■ SOURCE RECORDS
————

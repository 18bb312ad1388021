//! Elapsed-time arithmetic for a running timer.
//!
//! A fetched entry reports `hours` that already include the running segment up
//! to the fetch instant. Everything here converts between that snapshot, the
//! segment start and live seconds without counting the segment twice.

use time::{Date, OffsetDateTime};

use crate::domain::models::{DailyTotals, EntryId, TimeEntry};

/// Seconds the segment has been running, never negative.
fn running_seconds(segment_started_at: OffsetDateTime, now: OffsetDateTime) -> f64 {
    (now - segment_started_at).as_seconds_f64().max(0.0)
}

/// Hours banked before the current segment began.
pub fn compute_base_hours(
    hours_at_fetch: f64,
    segment_started_at: OffsetDateTime,
    now: OffsetDateTime,
) -> f64 {
    (hours_at_fetch - running_seconds(segment_started_at, now) / 3600.0).max(0.0)
}

/// Total seconds to display: banked hours plus the live segment, floored.
pub fn compute_elapsed_seconds(
    base_hours: f64,
    segment_started_at: OffsetDateTime,
    now: OffsetDateTime,
) -> u64 {
    let total = base_hours.max(0.0) * 3600.0 + running_seconds(segment_started_at, now);
    total.floor() as u64
}

pub fn hours_to_seconds(hours: f64) -> u64 {
    (hours.max(0.0) * 3600.0).round() as u64
}

/// `HH:MM:SS`; hours keep growing past 99.
pub fn format_hms(total_seconds: u64) -> String {
    let h = total_seconds / 3600;
    let m = (total_seconds % 3600) / 60;
    let s = total_seconds % 60;
    format!("{:02}:{:02}:{:02}", h, m, s)
}

/// `H:MM` from one hour up, `M:SS` below.
pub fn format_compact(total_seconds: u64) -> String {
    let h = total_seconds / 3600;
    let m = (total_seconds % 3600) / 60;
    let s = total_seconds % 60;
    if h > 0 {
        format!("{}:{:02}", h, m)
    } else {
        format!("{}:{:02}", m, s)
    }
}

/// Sum today's logged time.
///
/// The running entry is left out of the base sum; `live_elapsed_seconds`
/// already covers its banked and live portions.
pub fn aggregate_today(
    entries: &[TimeEntry],
    today: Date,
    running: Option<EntryId>,
    live_elapsed_seconds: u64,
) -> DailyTotals {
    let base_seconds = entries
        .iter()
        .filter(|e| e.date == today)
        .filter(|e| Some(e.id) != running)
        .map(|e| hours_to_seconds(e.hours))
        .sum();

    let total_seconds = match running {
        Some(_) => base_seconds + live_elapsed_seconds,
        None => base_seconds,
    };

    DailyTotals {
        base_seconds,
        total_seconds,
    }
}
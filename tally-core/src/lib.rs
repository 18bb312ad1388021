pub mod adapters;
pub mod config;
pub mod domain;
mod conversions;

use async_trait::async_trait;
use time::Date;

use crate::domain::{
    models::{AuthenticatedUser, EntryId, Project, ProjectId, Task, TaskId, TimeEntry, UserId},
    ports::outbound::TimeTrackingClient,
    TimeTrackingError,
};

use self::conversions::{
    to_domain_project, to_domain_time_entries, to_domain_time_entry, to_domain_user, to_naive_date,
};

/// Adapter that wraps the Harvest client to implement the TimeTrackingClient port.
pub struct HarvestAdapter {
    client: harvest::HarvestClient,
}

impl HarvestAdapter {
    pub fn new(credentials: harvest::Credentials) -> Self {
        Self {
            client: harvest::HarvestClient::new(credentials),
        }
    }

    pub fn from_client(client: harvest::HarvestClient) -> Self {
        Self { client }
    }
}

#[async_trait]
impl TimeTrackingClient for HarvestAdapter {
    async fn list_entries(
        &self,
        date_range: (Date, Date),
        user_id: Option<UserId>,
    ) -> Result<Vec<TimeEntry>, TimeTrackingError> {
        let mut filter =
            harvest::TimeEntryFilter::new(to_naive_date(date_range.0)?, to_naive_date(date_range.1)?);
        if let Some(user_id) = user_id {
            filter = filter.with_user_id(user_id.as_u64());
        }

        let entries = self
            .client
            .time_entries(filter)
            .await
            .map_err(map_harvest_error)?;

        to_domain_time_entries(entries)
    }

    async fn create_running_entry(
        &self,
        project_id: ProjectId,
        task_id: TaskId,
        notes: &str,
        spent_date: Date,
    ) -> Result<TimeEntry, TimeTrackingError> {
        let payload = harvest::CreateTimeEntryPayload::new(
            project_id.as_u64(),
            task_id.as_u64(),
            to_naive_date(spent_date)?,
            notes,
        );
        let entry = self
            .client
            .create_time_entry(&payload)
            .await
            .map_err(map_harvest_error)?;
        to_domain_time_entry(entry)
    }

    async fn stop_entry(&self, entry_id: EntryId) -> Result<TimeEntry, TimeTrackingError> {
        let entry = self
            .client
            .stop_time_entry(entry_id.as_u64())
            .await
            .map_err(map_harvest_error)?;
        to_domain_time_entry(entry)
    }

    async fn resume_entry(&self, entry_id: EntryId) -> Result<TimeEntry, TimeTrackingError> {
        let entry = self
            .client
            .restart_time_entry(entry_id.as_u64())
            .await
            .map_err(map_harvest_error)?;
        to_domain_time_entry(entry)
    }

    async fn update_notes(
        &self,
        entry_id: EntryId,
        notes: &str,
    ) -> Result<TimeEntry, TimeTrackingError> {
        let entry = self
            .client
            .update_time_entry_notes(entry_id.as_u64(), notes)
            .await
            .map_err(map_harvest_error)?;
        to_domain_time_entry(entry)
    }

    async fn get_authenticated_user(&self) -> Result<AuthenticatedUser, TimeTrackingError> {
        let me = self.client.me().await.map_err(map_harvest_error)?;
        Ok(to_domain_user(me))
    }

    async fn get_projects(&self) -> Result<Vec<Project>, TimeTrackingError> {
        let projects = self.client.projects().await.map_err(map_harvest_error)?;
        Ok(projects.into_iter().map(to_domain_project).collect())
    }

    async fn get_task_assignments(
        &self,
        project_id: ProjectId,
    ) -> Result<Vec<Task>, TimeTrackingError> {
        let assignments = self
            .client
            .task_assignments(project_id.as_u64())
            .await
            .map_err(map_harvest_error)?;
        Ok(assignments
            .into_iter()
            .filter(|a| a.is_active)
            .map(|a| Task::new(a.task.id, a.task.name))
            .collect())
    }
}

fn map_harvest_error(e: harvest::HarvestFetchError) -> TimeTrackingError {
    match e {
        harvest::HarvestFetchError::Unauthorized => {
            TimeTrackingError::Unauthorized("Harvest rejected the access token".to_string())
        }
        harvest::HarvestFetchError::InvalidCredentials(msg) => TimeTrackingError::Unauthorized(msg),
        harvest::HarvestFetchError::NotFound(msg) => TimeTrackingError::NotFound(msg),
        harvest::HarvestFetchError::ResponseError(msg) => TimeTrackingError::Network(msg),
        harvest::HarvestFetchError::ParsingError(msg) => TimeTrackingError::unknown(msg),
    }
}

————

■ EXERCISE DETAILS
Read the entries above, then pull out the lines that include "Option".

■ RESULT OF THE EXERCISE
    running: Option<EntryId>,
        user_id: Option<UserId>,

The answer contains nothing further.